Dr. Bovid said the support from WMed will allow her and Dr. Gustafson to continue building disease-specific models and test specific questions that will help patients. 

“We are very grateful to have been awarded the Pilot Research Project Support Program grant funds,” Dr. Bovid said. “This will allow us to 3D print our femur model in several different materials and test them to help refine the model so that it can match the mechanical properties of a normal human bone femur as closely as possible. This support will allow us to further develop our project with enough data that we will then be able to apply for larger grants to continue the disease-specific model building and test specific questions that will help patients.”

Dr. Vandré said the idea of awarding the collaborative grant is to allow researchers to gather data for a year and then apply for additional extramural funding.

Dr. Vandré said generally 30 to 35 percent of proposals receive funding. In the most recent round in September, the committee funded five out of 12 submissions for a total of $46,000 in funding. Submissions include clinical projects, social behavior and ethics projects, along with benchtop research projects, Dr. Vandré said.

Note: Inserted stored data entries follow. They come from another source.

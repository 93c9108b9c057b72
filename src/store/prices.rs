//! Price & FX Rate Tables
//!
//! The durable backstop beneath the two-tier cache. The price service owns
//! writes and coalesces them: ticks mark rows dirty and a throttled flush
//! lands one batched transaction per interval. The "effective" price for
//! (product, date) is the highest-priority source with a non-zero value.

use super::{date_to_sql, dec_to_sql, sql_to_dec, Database};
use crate::cache::price_cache::{CacheEntry, PriceBackstop};
use crate::clock::SharedClock;
use crate::errors::Result;
use crate::models::PriceSource;
use chrono::NaiveDate;
use rusqlite::params;
use rust_decimal::Decimal;

/// One coalesced price write.
#[derive(Debug, Clone)]
pub struct PriceUpsert {
    pub product_id: i64,
    pub price_date: NaiveDate,
    pub source: PriceSource,
    pub value: Decimal,
}

/// One coalesced FX write.
#[derive(Debug, Clone)]
pub struct FxUpsert {
    pub pair: String,
    pub rate_date: NaiveDate,
    pub source: PriceSource,
    pub rate: Decimal,
    pub forward_points: Option<Decimal>,
}

const SOURCE_RANK_SQL: &str =
    "CASE source WHEN 'OVERRIDE' THEN 4 WHEN 'REALTIME' THEN 3 WHEN 'RCP_SNAP' THEN 2 ELSE 1 END";

pub struct PriceStore {
    db: Database,
    clock: SharedClock,
}

impl PriceStore {
    pub fn new(db: Database, clock: SharedClock) -> Self {
        Self { db, clock }
    }

    /// Batched flush of dirty prices and rates in one transaction.
    pub fn flush(&self, prices: &[PriceUpsert], rates: &[FxUpsert]) -> Result<usize> {
        if prices.is_empty() && rates.is_empty() {
            return Ok(0);
        }
        let now = self.clock.now_millis();
        let mut conn = self.db.lock();
        let tx = conn.transaction()?;
        {
            let mut price_stmt = tx.prepare(
                "INSERT INTO prices (product_id, price_date, source, price_value, updated_at)
                 VALUES (?1, ?2, ?3, ?4, ?5)
                 ON CONFLICT(product_id, price_date, source) DO UPDATE SET
                   price_value = excluded.price_value,
                   updated_at = excluded.updated_at",
            )?;
            for p in prices {
                price_stmt.execute(params![
                    p.product_id,
                    date_to_sql(p.price_date),
                    p.source.as_str(),
                    dec_to_sql(p.value),
                    now,
                ])?;
            }
            let mut fx_stmt = tx.prepare(
                "INSERT INTO fx_rates
                 (currency_pair, rate_date, source, spot_rate, forward_points, updated_at)
                 VALUES (?1, ?2, ?3, ?4, ?5, ?6)
                 ON CONFLICT(currency_pair, rate_date, source) DO UPDATE SET
                   spot_rate = excluded.spot_rate,
                   forward_points = excluded.forward_points,
                   updated_at = excluded.updated_at",
            )?;
            for r in rates {
                fx_stmt.execute(params![
                    r.pair,
                    date_to_sql(r.rate_date),
                    r.source.as_str(),
                    dec_to_sql(r.rate),
                    r.forward_points.map(dec_to_sql),
                    now,
                ])?;
            }
        }
        tx.commit()?;
        Ok(prices.len() + rates.len())
    }

    /// Highest-priority non-zero price for (product, date).
    pub fn effective_price(&self, product_id: i64, date: NaiveDate) -> Result<Option<CacheEntry>> {
        let conn = self.db.lock();
        let mut stmt = conn.prepare(&format!(
            "SELECT price_value, source, updated_at FROM prices
             WHERE product_id = ?1 AND price_date = ?2
             ORDER BY {SOURCE_RANK_SQL} DESC"
        ))?;
        let rows = stmt.query_map(params![product_id, date_to_sql(date)], |row| {
            Ok((
                row.get::<_, String>(0)?,
                row.get::<_, String>(1)?,
                row.get::<_, i64>(2)?,
            ))
        })?;
        first_nonzero(rows)
    }

    /// Highest-priority non-zero spot rate for (pair, date).
    pub fn effective_fx(&self, pair: &str, date: NaiveDate) -> Result<Option<CacheEntry>> {
        let conn = self.db.lock();
        let mut stmt = conn.prepare(&format!(
            "SELECT spot_rate, source, updated_at FROM fx_rates
             WHERE currency_pair = ?1 AND rate_date = ?2
             ORDER BY {SOURCE_RANK_SQL} DESC"
        ))?;
        let rows = stmt.query_map(params![pair, date_to_sql(date)], |row| {
            Ok((
                row.get::<_, String>(0)?,
                row.get::<_, String>(1)?,
                row.get::<_, i64>(2)?,
            ))
        })?;
        first_nonzero(rows)
    }
}

fn first_nonzero(
    rows: rusqlite::MappedRows<
        '_,
        impl FnMut(&rusqlite::Row<'_>) -> rusqlite::Result<(String, String, i64)>,
    >,
) -> Result<Option<CacheEntry>> {
    for row in rows {
        let (value, source, updated_at) = row?;
        let value = sql_to_dec(&value)?;
        if value.is_zero() {
            continue;
        }
        return Ok(Some(CacheEntry {
            value,
            source: PriceSource::parse(&source).unwrap_or(PriceSource::Mspa),
            ts: updated_at,
        }));
    }
    Ok(None)
}

impl PriceBackstop for PriceStore {
    fn load_price(&self, product_id: i64) -> Result<Option<CacheEntry>> {
        self.effective_price(product_id, self.clock.today())
    }

    fn load_fx(&self, pair: &str) -> Result<Option<CacheEntry>> {
        self.effective_fx(pair, self.clock.today())
    }
}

“The expectation is that the money gets spent,” Dr. Vandré said. “It doesn’t roll over. We want to fund good science, but we also don't want to fund applications that are not feasible.The review process helps us determine whether it’s fundable.”

Among the funded projects is one by Adil Akkouch, PhD, an assistant professor of Biomedical Engineering, which seeks to use advances in materials science, engineering, electronics and nanomedicine to address one of the biggest challenges for orthopedic surgeons worldwide – bone non-union, bacterial infections and antibiotic resistance.

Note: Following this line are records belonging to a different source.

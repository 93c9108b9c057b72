//! Distributed Key/Value Store Abstraction
//!
//! Short-lived shared state lives here: idempotency refs, order lifecycle
//! state, L2 cache entries. The store is explicitly allowed to vanish:
//! losing it must never corrupt a system of record, it only forces replays.
//!
//! `put_if_absent` is the single atomic conditional write the idempotency
//! contract depends on.

use crate::clock::{Millis, SharedClock};
use crate::errors::{PlatformError, Result};
use async_trait::async_trait;
use parking_lot::Mutex;
use std::collections::HashMap;
use std::collections::hash_map::DefaultHasher;
use std::hash::{Hash, Hasher};
use std::sync::atomic::{AtomicBool, Ordering};
use std::time::Duration;

#[async_trait]
pub trait KvStore: Send + Sync {
    async fn get(&self, key: &str) -> Result<Option<String>>;

    /// Write with per-key TTL. Overwrites an existing entry.
    async fn put(&self, key: &str, value: &str, ttl: Duration) -> Result<()>;

    async fn delete(&self, key: &str) -> Result<()>;

    /// Atomic conditional write: true iff the key was absent (or expired)
    /// and this caller claimed it.
    async fn put_if_absent(&self, key: &str, value: &str, ttl: Duration) -> Result<bool>;

    /// All live (key, value) pairs under a prefix. Used by scheduled scans.
    async fn scan_prefix(&self, prefix: &str) -> Result<Vec<(String, String)>>;
}

#[derive(Debug, Clone)]
struct Entry {
    value: String,
    expires_at: Millis,
}

const SHARD_COUNT: usize = 16;

/// In-process implementation with sharded locks and lazy TTL expiry.
///
/// `set_available(false)` simulates an outage; every operation then returns
/// `KV_UNAVAILABLE-305` so callers exercise their degrade paths.
pub struct InMemoryKv {
    shards: Vec<Mutex<HashMap<String, Entry>>>,
    clock: SharedClock,
    available: AtomicBool,
}

impl InMemoryKv {
    pub fn new(clock: SharedClock) -> Self {
        Self {
            shards: (0..SHARD_COUNT).map(|_| Mutex::new(HashMap::new())).collect(),
            clock,
            available: AtomicBool::new(true),
        }
    }

    pub fn set_available(&self, available: bool) {
        self.available.store(available, Ordering::SeqCst);
    }

    fn check_available(&self) -> Result<()> {
        if self.available.load(Ordering::SeqCst) {
            Ok(())
        } else {
            Err(PlatformError::KvUnavailable("store offline".into()))
        }
    }

    fn shard(&self, key: &str) -> &Mutex<HashMap<String, Entry>> {
        let mut hasher = DefaultHasher::new();
        key.hash(&mut hasher);
        &self.shards[hasher.finish() as usize % SHARD_COUNT]
    }

    fn live(&self, entry: &Entry) -> bool {
        entry.expires_at > self.clock.now_millis()
    }

    /// Purge expired entries. Called periodically by the owning process.
    pub fn sweep(&self) -> usize {
        let now = self.clock.now_millis();
        let mut purged = 0;
        for shard in &self.shards {
            let mut map = shard.lock();
            let before = map.len();
            map.retain(|_, e| e.expires_at > now);
            purged += before - map.len();
        }
        purged
    }

    pub fn len(&self) -> usize {
        self.shards.iter().map(|s| s.lock().len()).sum()
    }

    pub fn is_empty(&self) -> bool {
        self.len() == 0
    }
}

#[async_trait]
impl KvStore for InMemoryKv {
    async fn get(&self, key: &str) -> Result<Option<String>> {
        self.check_available()?;
        let shard = self.shard(key);
        let mut map = shard.lock();
        match map.get(key) {
            Some(entry) if self.live(entry) => Ok(Some(entry.value.clone())),
            Some(_) => {
                map.remove(key);
                Ok(None)
            }
            None => Ok(None),
        }
    }

    async fn put(&self, key: &str, value: &str, ttl: Duration) -> Result<()> {
        self.check_available()?;
        let expires_at = self.clock.now_millis() + ttl.as_millis() as Millis;
        self.shard(key).lock().insert(
            key.to_string(),
            Entry {
                value: value.to_string(),
                expires_at,
            },
        );
        Ok(())
    }

    async fn delete(&self, key: &str) -> Result<()> {
        self.check_available()?;
        self.shard(key).lock().remove(key);
        Ok(())
    }

    async fn put_if_absent(&self, key: &str, value: &str, ttl: Duration) -> Result<bool> {
        self.check_available()?;
        let now = self.clock.now_millis();
        let shard = self.shard(key);
        let mut map = shard.lock();
        if let Some(existing) = map.get(key) {
            if existing.expires_at > now {
                return Ok(false);
            }
        }
        map.insert(
            key.to_string(),
            Entry {
                value: value.to_string(),
                expires_at: now + ttl.as_millis() as Millis,
            },
        );
        Ok(true)
    }

    async fn scan_prefix(&self, prefix: &str) -> Result<Vec<(String, String)>> {
        self.check_available()?;
        let now = self.clock.now_millis();
        let mut out = Vec::new();
        for shard in &self.shards {
            let map = shard.lock();
            for (k, e) in map.iter() {
                if e.expires_at > now && k.starts_with(prefix) {
                    out.push((k.clone(), e.value.clone()));
                }
            }
        }
        Ok(out)
    }
}

#[cfg(test)]
mod tests {
    use super::*;
    use crate::clock::ManualClock;
    use std::sync::Arc;

    fn kv_with_clock() -> (InMemoryKv, Arc<ManualClock>) {
        let clock = Arc::new(ManualClock::new(1_700_000_000_000));
        (InMemoryKv::new(clock.clone()), clock)
    }

    #[tokio::test]
    async fn test_put_get_roundtrip() {
        let (kv, _) = kv_with_clock();
        kv.put("a", "1", Duration::from_secs(60)).await.unwrap();
        assert_eq!(kv.get("a").await.unwrap(), Some("1".to_string()));
        assert_eq!(kv.get("missing").await.unwrap(), None);
    }

    #[tokio::test]
    async fn test_ttl_expiry() {
        let (kv, clock) = kv_with_clock();
        kv.put("a", "1", Duration::from_secs(60)).await.unwrap();
        clock.advance(59_999);
        assert!(kv.get("a").await.unwrap().is_some());
        clock.advance(1);
        assert_eq!(kv.get("a").await.unwrap(), None);
    }

    #[tokio::test]
    async fn test_put_if_absent_claims_once() {
        let (kv, clock) = kv_with_clock();
        assert!(kv.put_if_absent("ref", "x", Duration::from_secs(60)).await.unwrap());
        assert!(!kv.put_if_absent("ref", "y", Duration::from_secs(60)).await.unwrap());
        // Expired claims are reclaimable
        clock.advance(60_001);
        assert!(kv.put_if_absent("ref", "z", Duration::from_secs(60)).await.unwrap());
    }

    #[tokio::test]
    async fn test_scan_prefix_skips_expired() {
        let (kv, clock) = kv_with_clock();
        kv.put("order:1", "a", Duration::from_secs(10)).await.unwrap();
        kv.put("order:2", "b", Duration::from_secs(100)).await.unwrap();
        kv.put("other:3", "c", Duration::from_secs(100)).await.unwrap();
        clock.advance(11_000);
        let mut found = kv.scan_prefix("order:").await.unwrap();
        found.sort();
        assert_eq!(found, vec![("order:2".to_string(), "b".to_string())]);
    }

    #[tokio::test]
    async fn test_unavailable_store_errors() {
        let (kv, _) = kv_with_clock();
        kv.set_available(false);
        let err = kv.get("a").await.unwrap_err();
        assert_eq!(err.code(), "KV_UNAVAILABLE-305");
        kv.set_available(true);
        assert!(kv.get("a").await.is_ok());
    }

    #[tokio::test]
    async fn test_sweep_purges_expired() {
        let (kv, clock) = kv_with_clock();
        kv.put("a", "1", Duration::from_secs(1)).await.unwrap();
        kv.put("b", "2", Duration::from_secs(100)).await.unwrap();
        clock.advance(2_000);
        assert_eq!(kv.sweep(), 1);
        assert_eq!(kv.len(), 1);
    }
}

“As a new faculty member here at WMed, being a recipient of the Pilot Research Project Support Program is a clear indicator and evidence of the institutional support to my development as an academic researcher,” Dr. Akkouch said. 

Dr. Akkouch said he plans to generate enough data to allow him to apply for a NIH grant next year. His research will include two medical students.

“As part of my team, I will ensure to provide them with the opportunity to critically appraise science related to regenerative orthopaedics, and to hone their research skills in a clinical-focused application,” Dr. Akkouch said. “This represents an excellent addition to their learning experience here at WMed.”